Hacer frente a lo que va a venir como consecuencia de la pandemia requiere arriesgarse a trabajar hipótesis lo más sólidas posibles y planes de actuación consecuentes. Sabemos, por la experiencia vivida, que afrontar una crisis imprevisible como la de la pandemia, llena de la incertidumbre propia de lo desconocido, tiene una enorme dificultad y el necesario equilibrio entre la prudencia y la acción en su gestión es siempre un elemento de controversia especialmente si no se considera que es cosa de todos.
Pero también sabemos por experiencia, que el no anticiparse a una crisis previsible, como la sufrida a partir del 2010, hace mucho más penoso su tratamiento. Las consecuencias económicas de la pandemia sobre la financiación de las políticas públicas y especialmente las sanitarias deben abordarse desde ahora mismo con unas prioridades presupuestarias claras y no solo propositivas, acompañadas con una gestión proactiva y dada a conocer. No deberíamos esperar a la gestión reactiva o a expectativas poco fundamentadas como destinar más puntos porcentuales equivalentes del PIB, sin añadir que otras políticas se detraerán y si la base cien de este va a ser mayor o menor.
El problema, según sea la dimensión de la crisis económica, puede ser de viabilidad y el tratamiento primordial debería estar en clave presupuestaria. Pero la sostenibilidad futura de lo que tenemos y lo que debemos tener no debería basarse en crecimientos presupuestarios vegetativos, en el déficit estructural, en las listas de espera o en el acceso limitado a la innovación.
También la experiencia nos dice que la planificación no debe estar en la primera línea operativa.
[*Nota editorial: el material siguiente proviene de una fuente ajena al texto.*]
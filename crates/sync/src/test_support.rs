//! In-memory hosts and transports for the engine tests.

use std::collections::{HashMap, HashSet, VecDeque};
use std::sync::{Arc, Mutex};
use std::time::Duration;

use async_trait::async_trait;
use bytes::Bytes;
use journal_client::{AttachmentTransport, DraftTransport, Error};
use journal_core::{ContentHash, DraftReply, FieldSnapshot, SaveDraftRequest, SyncStatus};
use serde_json::{Value, json};

use crate::error::SyncError;
use crate::host::{DraftFields, ProgressHandle, ProgressReporter, StatusDisplay};

#[derive(Debug, Default)]
struct FieldValues {
    body: String,
    project: Option<String>,
    unavailable: bool,
}

/// Fields shared between a test and the engine under test.
#[derive(Debug, Clone, Default)]
pub struct SharedFields(Arc<Mutex<FieldValues>>);

impl SharedFields {
    pub fn new(body: &str, project: Option<&str>) -> Self {
        Self(Arc::new(Mutex::new(FieldValues {
            body: body.to_owned(),
            project: project.map(str::to_owned),
            unavailable: false,
        })))
    }

    pub fn set_body(&self, body: &str) {
        self.0.lock().unwrap().body = body.to_owned();
    }

    pub fn set_project(&self, project: &str) {
        self.0.lock().unwrap().project = Some(project.to_owned());
    }

    pub fn set_unavailable(&self, unavailable: bool) {
        self.0.lock().unwrap().unavailable = unavailable;
    }
}

#[async_trait]
impl DraftFields for SharedFields {
    async fn read(&self) -> Result<FieldSnapshot, SyncError> {
        let values = self.0.lock().unwrap();
        if values.unavailable {
            return Err(SyncError::FieldUnavailable("body".into()));
        }
        Ok(FieldSnapshot::new(values.body.clone(), values.project.clone()))
    }
}

#[derive(Debug)]
enum DraftReplyScript {
    Ok(String),
    Rejected,
    ConnectionError,
}

/// Records every draft save and answers from a scripted queue.
///
/// An empty queue answers `ok` with the id `"draft"`.
#[derive(Debug, Default)]
pub struct RecordingDraftTransport {
    requests: Mutex<Vec<SaveDraftRequest>>,
    replies: Mutex<VecDeque<DraftReplyScript>>,
    delay: Option<Duration>,
}

impl RecordingDraftTransport {
    pub fn new() -> Self {
        Self::default()
    }

    pub fn with_delay(mut self, delay: Duration) -> Self {
        self.delay = Some(delay);
        self
    }

    pub fn reply_ok(&self, draft_id: &str) {
        self.push(DraftReplyScript::Ok(draft_id.to_owned()));
    }

    pub fn reply_rejected(&self) {
        self.push(DraftReplyScript::Rejected);
    }

    pub fn reply_connection_error(&self) {
        self.push(DraftReplyScript::ConnectionError);
    }

    pub fn requests(&self) -> Vec<SaveDraftRequest> {
        self.requests.lock().unwrap().clone()
    }

    fn push(&self, reply: DraftReplyScript) {
        self.replies.lock().unwrap().push_back(reply);
    }
}

#[async_trait]
impl DraftTransport for RecordingDraftTransport {
    async fn save_draft(&self, request: &SaveDraftRequest) -> Result<DraftReply, Error> {
        self.requests.lock().unwrap().push(request.clone());
        if let Some(delay) = self.delay {
            tokio::time::sleep(delay).await;
        }
        let script = self.replies.lock().unwrap().pop_front();
        match script.unwrap_or_else(|| DraftReplyScript::Ok("draft".into())) {
            DraftReplyScript::Ok(draft_id) => Ok(DraftReply { draft_id }),
            DraftReplyScript::Rejected => Err(Error::Rejected {
                payload: json!({"ok": 0, "error": "invalid draft"}),
            }),
            DraftReplyScript::ConnectionError => Err(Error::Connection("refused".into())),
        }
    }
}

/// Records every status shown.
#[derive(Debug, Default)]
pub struct RecordingDisplay(Mutex<Vec<SyncStatus>>);

impl RecordingDisplay {
    pub fn last(&self) -> Option<SyncStatus> {
        self.0.lock().unwrap().last().cloned()
    }

    pub fn all(&self) -> Vec<SyncStatus> {
        self.0.lock().unwrap().clone()
    }
}

impl StatusDisplay for RecordingDisplay {
    fn show(&self, status: &SyncStatus) {
        self.0.lock().unwrap().push(status.clone());
    }
}

/// One chunk request seen by [`RecordingAttachmentTransport`].
#[derive(Debug, Clone, PartialEq, Eq)]
pub struct SentChunk {
    pub hash: ContentHash,
    pub len: usize,
}

/// Records chunk uploads, fails scripted chunks and detects overlapping
/// requests for the same file.
#[derive(Debug, Default)]
pub struct RecordingAttachmentTransport {
    sent: Mutex<Vec<SentChunk>>,
    failures: Mutex<HashMap<ContentHash, usize>>,
    active: Mutex<HashSet<ContentHash>>,
    overlaps: Mutex<usize>,
    delay: Option<Duration>,
}

impl RecordingAttachmentTransport {
    pub fn new() -> Self {
        Self::default()
    }

    pub fn with_delay(mut self, delay: Duration) -> Self {
        self.delay = Some(delay);
        self
    }

    /// Answer `{ok: 0}` to the `nth` chunk (1-based) of `hash`.
    pub fn fail_chunk(&self, hash: &ContentHash, nth: usize) {
        self.failures.lock().unwrap().insert(hash.clone(), nth);
    }

    pub fn sent(&self) -> Vec<SentChunk> {
        self.sent.lock().unwrap().clone()
    }

    pub fn sent_for(&self, hash: &ContentHash) -> Vec<usize> {
        self.sent()
            .into_iter()
            .filter(|c| &c.hash == hash)
            .map(|c| c.len)
            .collect()
    }

    pub fn overlaps(&self) -> usize {
        *self.overlaps.lock().unwrap()
    }
}

#[async_trait]
impl AttachmentTransport for RecordingAttachmentTransport {
    async fn upload_chunk(&self, hash: &ContentHash, chunk: Bytes) -> Result<Value, Error> {
        if !self.active.lock().unwrap().insert(hash.clone()) {
            *self.overlaps.lock().unwrap() += 1;
        }
        let nth = {
            let mut sent = self.sent.lock().unwrap();
            sent.push(SentChunk {
                hash: hash.clone(),
                len: chunk.len(),
            });
            sent.iter().filter(|c| &c.hash == hash).count()
        };
        if let Some(delay) = self.delay {
            tokio::time::sleep(delay).await;
        }
        self.active.lock().unwrap().remove(hash);

        if self.failures.lock().unwrap().get(hash) == Some(&nth) {
            return Err(Error::Rejected {
                payload: json!({"ok": 0}),
            });
        }
        Ok(json!({"ok": 1}))
    }
}

/// Visible state of one recorded progress entry.
#[derive(Debug, Clone, Default, PartialEq, Eq)]
pub struct ProgressEntry {
    pub name: String,
    pub hash: Option<ContentHash>,
    pub done: usize,
    pub total: usize,
    pub completed: bool,
    pub failed: bool,
}

/// Records every progress entry and its updates.
#[derive(Debug, Default)]
pub struct RecordingProgress(Arc<Mutex<Vec<ProgressEntry>>>);

impl RecordingProgress {
    pub fn entries(&self) -> Vec<ProgressEntry> {
        self.0.lock().unwrap().clone()
    }

    pub fn entry(&self, hash: &ContentHash) -> Option<ProgressEntry> {
        self.entries()
            .into_iter()
            .find(|e| e.hash.as_ref() == Some(hash))
    }
}

impl ProgressReporter for RecordingProgress {
    fn add(&self, name: &str, hash: &ContentHash, total_chunks: usize) -> Box<dyn ProgressHandle> {
        let mut entries = self.0.lock().unwrap();
        entries.push(ProgressEntry {
            name: name.to_owned(),
            hash: Some(hash.clone()),
            total: total_chunks,
            ..ProgressEntry::default()
        });
        Box::new(RecordedHandle {
            entries: Arc::clone(&self.0),
            index: entries.len() - 1,
        })
    }
}

struct RecordedHandle {
    entries: Arc<Mutex<Vec<ProgressEntry>>>,
    index: usize,
}

impl RecordedHandle {
    fn with(&self, f: impl FnOnce(&mut ProgressEntry)) {
        f(&mut self.entries.lock().unwrap()[self.index]);
    }
}

impl ProgressHandle for RecordedHandle {
    fn update(&self, done: usize, total: usize) {
        self.with(|e| {
            e.done = done;
            e.total = total;
        });
    }

    fn complete(&self) {
        self.with(|e| e.completed = true);
    }

    fn fail(&self) {
        self.with(|e| e.failed = true);
    }
}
Hoy, esta primera línea, además, se haya sometida a la gran presión de gestionar la respuesta a la atención sanitaria y a la contención de la pandemia. Los servicios de salud deben trabajar con transparencia y con la participación debida en ese futuro escenario presupuestario, en coordinación con el Ministerio de Sanidad. Pero lo deben hacer con perspectiva y con equipos fuera del campo de acción que la pandemia impone.
La proactividad que requiere abordar el futuro inmediato requiere de la solvencia política de un plan de acción real por parte de quienes gobiernen o estén en la oposición, libre de prejuicios y rico en juicios. Son momentos, para amplias capas de la sociedad, más de políticas de Estado que de políticas de partido.
De las crisis se dice que debemos aprender, y llevamos dos en una década en la sanidad pública. De la primera, la económica, aprendimos que nos hubiera ido mejor haber sido proactivos y de la segunda, la sanitaria en primera instancia, que debíamos haber sido más valientes con las reformas o más generosos con quien debiera hacerlas. A esta última crisis, en su manifestación económica, deberíamos llegar aprendidos para salir airosos.